> Activity
Exactly as they appear below, repeat the lines from the one with "if let Some(model)" through the one with "if let Some(port)", and no others.

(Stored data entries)
***
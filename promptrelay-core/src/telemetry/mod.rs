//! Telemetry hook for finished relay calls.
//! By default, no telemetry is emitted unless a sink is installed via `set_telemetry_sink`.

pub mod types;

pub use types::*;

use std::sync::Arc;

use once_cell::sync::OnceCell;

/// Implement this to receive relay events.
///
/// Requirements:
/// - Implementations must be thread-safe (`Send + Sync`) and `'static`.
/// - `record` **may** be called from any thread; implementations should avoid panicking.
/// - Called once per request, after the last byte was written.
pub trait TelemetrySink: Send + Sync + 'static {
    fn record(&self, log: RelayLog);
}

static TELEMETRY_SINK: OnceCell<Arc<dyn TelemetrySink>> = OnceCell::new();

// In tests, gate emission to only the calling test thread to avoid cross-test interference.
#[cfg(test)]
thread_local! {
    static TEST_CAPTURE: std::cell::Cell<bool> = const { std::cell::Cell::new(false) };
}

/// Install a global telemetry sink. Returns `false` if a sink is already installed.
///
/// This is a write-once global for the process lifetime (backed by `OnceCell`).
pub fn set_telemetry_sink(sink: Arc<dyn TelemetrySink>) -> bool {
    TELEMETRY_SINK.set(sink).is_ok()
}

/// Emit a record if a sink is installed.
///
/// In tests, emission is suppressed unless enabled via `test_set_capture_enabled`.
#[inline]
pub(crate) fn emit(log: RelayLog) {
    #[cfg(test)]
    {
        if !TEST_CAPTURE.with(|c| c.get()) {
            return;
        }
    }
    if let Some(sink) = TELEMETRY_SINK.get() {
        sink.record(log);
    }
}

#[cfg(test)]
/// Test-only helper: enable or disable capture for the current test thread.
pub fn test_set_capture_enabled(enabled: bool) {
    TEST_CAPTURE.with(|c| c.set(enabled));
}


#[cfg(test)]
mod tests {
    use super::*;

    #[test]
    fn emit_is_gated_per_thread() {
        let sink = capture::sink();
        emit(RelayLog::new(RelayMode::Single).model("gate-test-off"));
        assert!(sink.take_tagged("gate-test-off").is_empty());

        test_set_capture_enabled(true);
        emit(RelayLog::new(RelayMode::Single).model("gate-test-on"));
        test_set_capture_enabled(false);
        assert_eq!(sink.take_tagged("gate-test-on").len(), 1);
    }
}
***
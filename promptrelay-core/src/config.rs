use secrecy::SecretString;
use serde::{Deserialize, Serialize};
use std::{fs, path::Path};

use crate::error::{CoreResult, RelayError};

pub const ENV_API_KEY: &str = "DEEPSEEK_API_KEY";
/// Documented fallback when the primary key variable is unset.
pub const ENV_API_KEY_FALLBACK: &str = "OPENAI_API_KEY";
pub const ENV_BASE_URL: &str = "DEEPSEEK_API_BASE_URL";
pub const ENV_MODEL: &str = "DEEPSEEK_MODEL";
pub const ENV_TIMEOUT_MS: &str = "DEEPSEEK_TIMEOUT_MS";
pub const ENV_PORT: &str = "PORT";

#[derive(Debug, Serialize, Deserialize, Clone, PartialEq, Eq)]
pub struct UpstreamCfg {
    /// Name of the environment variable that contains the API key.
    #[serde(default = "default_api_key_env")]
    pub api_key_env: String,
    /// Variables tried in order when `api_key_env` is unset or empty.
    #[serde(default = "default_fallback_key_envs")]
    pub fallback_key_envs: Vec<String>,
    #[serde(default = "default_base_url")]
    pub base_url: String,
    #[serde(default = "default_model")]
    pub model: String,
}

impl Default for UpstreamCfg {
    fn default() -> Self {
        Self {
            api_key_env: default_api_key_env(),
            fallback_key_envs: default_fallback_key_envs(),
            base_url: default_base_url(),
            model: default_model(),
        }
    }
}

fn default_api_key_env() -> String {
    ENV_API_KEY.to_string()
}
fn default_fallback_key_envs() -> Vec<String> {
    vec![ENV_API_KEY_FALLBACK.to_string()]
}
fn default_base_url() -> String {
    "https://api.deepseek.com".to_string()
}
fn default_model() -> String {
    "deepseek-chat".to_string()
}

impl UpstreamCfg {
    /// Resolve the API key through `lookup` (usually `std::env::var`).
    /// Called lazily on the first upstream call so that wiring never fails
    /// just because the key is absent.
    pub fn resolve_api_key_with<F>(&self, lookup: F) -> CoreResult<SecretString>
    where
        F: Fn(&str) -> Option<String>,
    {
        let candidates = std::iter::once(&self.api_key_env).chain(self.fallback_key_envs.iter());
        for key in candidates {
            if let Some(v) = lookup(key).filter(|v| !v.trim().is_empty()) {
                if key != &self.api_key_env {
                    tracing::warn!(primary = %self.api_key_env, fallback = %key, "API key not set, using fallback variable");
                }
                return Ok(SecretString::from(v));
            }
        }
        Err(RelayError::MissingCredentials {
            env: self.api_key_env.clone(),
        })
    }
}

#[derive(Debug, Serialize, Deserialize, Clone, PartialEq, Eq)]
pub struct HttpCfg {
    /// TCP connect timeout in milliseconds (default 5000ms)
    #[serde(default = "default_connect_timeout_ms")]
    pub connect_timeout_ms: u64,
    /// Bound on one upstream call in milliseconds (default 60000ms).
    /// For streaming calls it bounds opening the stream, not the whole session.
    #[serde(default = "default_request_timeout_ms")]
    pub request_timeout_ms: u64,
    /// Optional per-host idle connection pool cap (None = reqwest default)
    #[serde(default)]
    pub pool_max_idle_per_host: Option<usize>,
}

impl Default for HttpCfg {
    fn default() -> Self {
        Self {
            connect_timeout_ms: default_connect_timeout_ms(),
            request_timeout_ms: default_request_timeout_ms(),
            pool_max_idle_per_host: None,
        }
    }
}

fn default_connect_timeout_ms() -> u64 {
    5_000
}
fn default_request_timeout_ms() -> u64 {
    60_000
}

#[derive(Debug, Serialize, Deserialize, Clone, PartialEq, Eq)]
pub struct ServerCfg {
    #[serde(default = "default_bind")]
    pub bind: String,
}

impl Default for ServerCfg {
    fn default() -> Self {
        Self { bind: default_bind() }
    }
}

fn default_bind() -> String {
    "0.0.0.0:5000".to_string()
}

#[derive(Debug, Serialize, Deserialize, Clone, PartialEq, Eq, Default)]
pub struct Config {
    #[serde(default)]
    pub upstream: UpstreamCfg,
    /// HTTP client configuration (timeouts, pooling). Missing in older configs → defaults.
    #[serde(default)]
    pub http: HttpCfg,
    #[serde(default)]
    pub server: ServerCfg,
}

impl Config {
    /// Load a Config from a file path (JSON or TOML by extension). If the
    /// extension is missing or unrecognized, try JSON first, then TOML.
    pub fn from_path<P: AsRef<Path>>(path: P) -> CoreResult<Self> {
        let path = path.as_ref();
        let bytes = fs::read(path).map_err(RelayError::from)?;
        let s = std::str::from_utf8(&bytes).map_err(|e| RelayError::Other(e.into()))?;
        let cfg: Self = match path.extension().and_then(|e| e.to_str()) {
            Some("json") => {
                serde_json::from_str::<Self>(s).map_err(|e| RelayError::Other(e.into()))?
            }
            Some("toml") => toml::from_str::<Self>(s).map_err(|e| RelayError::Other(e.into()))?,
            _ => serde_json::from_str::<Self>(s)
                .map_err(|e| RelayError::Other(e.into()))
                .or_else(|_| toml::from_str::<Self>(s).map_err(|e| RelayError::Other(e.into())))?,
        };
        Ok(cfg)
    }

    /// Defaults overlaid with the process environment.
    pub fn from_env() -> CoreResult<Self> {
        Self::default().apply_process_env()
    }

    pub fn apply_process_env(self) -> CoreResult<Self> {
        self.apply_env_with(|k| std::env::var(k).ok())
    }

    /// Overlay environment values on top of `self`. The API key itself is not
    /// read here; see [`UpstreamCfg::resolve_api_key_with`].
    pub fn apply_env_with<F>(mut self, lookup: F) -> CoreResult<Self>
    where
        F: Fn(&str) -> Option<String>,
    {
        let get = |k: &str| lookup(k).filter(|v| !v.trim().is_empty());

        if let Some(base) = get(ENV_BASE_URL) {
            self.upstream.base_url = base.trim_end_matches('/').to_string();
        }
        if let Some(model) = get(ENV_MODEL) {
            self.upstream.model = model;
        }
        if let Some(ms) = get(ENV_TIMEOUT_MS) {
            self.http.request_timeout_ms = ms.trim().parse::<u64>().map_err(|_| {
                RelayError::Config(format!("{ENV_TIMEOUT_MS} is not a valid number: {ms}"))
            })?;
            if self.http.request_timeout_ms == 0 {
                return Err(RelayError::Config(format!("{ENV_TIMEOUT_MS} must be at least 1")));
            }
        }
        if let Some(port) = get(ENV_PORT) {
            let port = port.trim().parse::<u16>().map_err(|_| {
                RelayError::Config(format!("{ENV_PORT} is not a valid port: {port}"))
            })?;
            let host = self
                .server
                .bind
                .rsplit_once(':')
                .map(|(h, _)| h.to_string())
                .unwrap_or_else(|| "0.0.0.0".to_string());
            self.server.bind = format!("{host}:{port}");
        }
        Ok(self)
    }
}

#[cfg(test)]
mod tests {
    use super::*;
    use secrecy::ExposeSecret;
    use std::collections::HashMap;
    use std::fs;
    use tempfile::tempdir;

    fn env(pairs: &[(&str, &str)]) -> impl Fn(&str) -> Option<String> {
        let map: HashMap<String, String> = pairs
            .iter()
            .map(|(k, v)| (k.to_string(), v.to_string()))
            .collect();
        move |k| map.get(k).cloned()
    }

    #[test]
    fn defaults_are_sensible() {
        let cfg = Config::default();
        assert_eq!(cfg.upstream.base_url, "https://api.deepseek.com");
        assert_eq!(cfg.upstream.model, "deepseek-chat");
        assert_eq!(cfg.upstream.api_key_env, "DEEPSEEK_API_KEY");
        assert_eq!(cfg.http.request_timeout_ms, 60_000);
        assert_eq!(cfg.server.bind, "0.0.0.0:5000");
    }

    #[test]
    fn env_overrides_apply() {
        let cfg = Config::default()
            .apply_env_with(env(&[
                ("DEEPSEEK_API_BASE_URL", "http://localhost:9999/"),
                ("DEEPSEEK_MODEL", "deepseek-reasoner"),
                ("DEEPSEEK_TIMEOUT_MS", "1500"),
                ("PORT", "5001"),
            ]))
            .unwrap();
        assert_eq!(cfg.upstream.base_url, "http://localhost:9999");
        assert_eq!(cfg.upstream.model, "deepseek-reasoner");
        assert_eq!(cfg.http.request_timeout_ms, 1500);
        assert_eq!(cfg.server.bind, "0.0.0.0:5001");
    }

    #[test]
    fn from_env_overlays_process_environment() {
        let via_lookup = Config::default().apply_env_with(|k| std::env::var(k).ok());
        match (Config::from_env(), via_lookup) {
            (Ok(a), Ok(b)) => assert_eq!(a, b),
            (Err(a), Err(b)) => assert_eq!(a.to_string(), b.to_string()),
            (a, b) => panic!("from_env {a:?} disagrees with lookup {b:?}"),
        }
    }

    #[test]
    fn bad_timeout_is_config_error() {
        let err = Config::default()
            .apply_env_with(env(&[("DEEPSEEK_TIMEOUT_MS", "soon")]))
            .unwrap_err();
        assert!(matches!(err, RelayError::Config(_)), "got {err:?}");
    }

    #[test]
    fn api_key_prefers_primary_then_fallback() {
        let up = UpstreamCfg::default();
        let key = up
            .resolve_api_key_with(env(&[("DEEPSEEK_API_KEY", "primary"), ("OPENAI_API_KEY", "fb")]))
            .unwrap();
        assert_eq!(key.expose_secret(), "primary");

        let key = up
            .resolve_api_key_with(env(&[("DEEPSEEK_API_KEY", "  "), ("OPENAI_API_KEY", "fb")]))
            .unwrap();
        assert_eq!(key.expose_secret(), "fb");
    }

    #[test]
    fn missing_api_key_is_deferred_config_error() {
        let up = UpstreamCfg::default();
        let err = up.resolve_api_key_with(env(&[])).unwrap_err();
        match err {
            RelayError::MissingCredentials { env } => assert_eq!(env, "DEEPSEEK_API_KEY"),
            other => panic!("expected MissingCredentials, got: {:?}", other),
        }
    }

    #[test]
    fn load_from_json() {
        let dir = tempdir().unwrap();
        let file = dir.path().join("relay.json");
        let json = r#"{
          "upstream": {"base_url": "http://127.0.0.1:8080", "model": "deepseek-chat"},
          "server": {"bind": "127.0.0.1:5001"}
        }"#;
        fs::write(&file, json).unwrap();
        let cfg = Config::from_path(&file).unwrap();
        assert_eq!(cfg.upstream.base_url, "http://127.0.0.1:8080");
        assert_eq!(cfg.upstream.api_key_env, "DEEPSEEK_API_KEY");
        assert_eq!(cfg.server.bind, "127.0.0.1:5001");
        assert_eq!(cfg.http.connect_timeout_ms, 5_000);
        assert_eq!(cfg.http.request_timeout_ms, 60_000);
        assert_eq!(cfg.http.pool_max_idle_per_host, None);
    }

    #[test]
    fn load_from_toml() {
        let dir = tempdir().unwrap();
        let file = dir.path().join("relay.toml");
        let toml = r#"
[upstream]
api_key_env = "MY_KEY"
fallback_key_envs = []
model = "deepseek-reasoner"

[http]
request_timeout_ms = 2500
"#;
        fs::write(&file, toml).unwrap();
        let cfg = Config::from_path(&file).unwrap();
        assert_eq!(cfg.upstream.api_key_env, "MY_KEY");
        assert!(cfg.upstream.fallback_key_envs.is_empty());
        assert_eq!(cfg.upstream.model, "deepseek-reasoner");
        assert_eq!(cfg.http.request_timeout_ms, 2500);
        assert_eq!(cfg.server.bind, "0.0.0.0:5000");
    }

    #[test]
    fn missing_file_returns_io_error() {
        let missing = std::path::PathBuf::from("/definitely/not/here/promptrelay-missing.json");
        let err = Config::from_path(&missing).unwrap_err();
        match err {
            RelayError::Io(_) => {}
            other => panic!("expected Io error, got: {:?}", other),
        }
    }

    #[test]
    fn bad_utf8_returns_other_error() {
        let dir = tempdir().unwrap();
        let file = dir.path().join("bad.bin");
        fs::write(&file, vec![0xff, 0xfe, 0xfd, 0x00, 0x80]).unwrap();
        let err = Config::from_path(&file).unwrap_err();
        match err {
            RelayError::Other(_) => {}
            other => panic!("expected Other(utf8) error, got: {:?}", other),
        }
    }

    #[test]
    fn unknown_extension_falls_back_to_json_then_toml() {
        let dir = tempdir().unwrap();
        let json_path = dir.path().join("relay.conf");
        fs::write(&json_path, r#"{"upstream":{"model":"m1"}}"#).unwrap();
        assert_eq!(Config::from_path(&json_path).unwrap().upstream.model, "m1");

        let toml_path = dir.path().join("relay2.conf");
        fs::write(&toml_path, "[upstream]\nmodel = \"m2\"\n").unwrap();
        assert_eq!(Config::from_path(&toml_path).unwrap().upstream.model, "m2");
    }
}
***
> Answer box
        if let Some(model) = get(ENV_MODEL) {
            self.upstream.model = model;
        }
        if let Some(ms) = get(ENV_TIMEOUT_MS) {
            self.http.request_timeout_ms = ms.trim().parse::<u64>().map_err(|_| {
                RelayError::Config(format!("{ENV_TIMEOUT_MS} is not a valid number: {ms}"))
            })?;
            if self.http.request_timeout_ms == 0 {
                return Err(RelayError::Config(format!("{ENV_TIMEOUT_MS} must be at least 1")));
            }
        }
        if let Some(port) = get(ENV_PORT) {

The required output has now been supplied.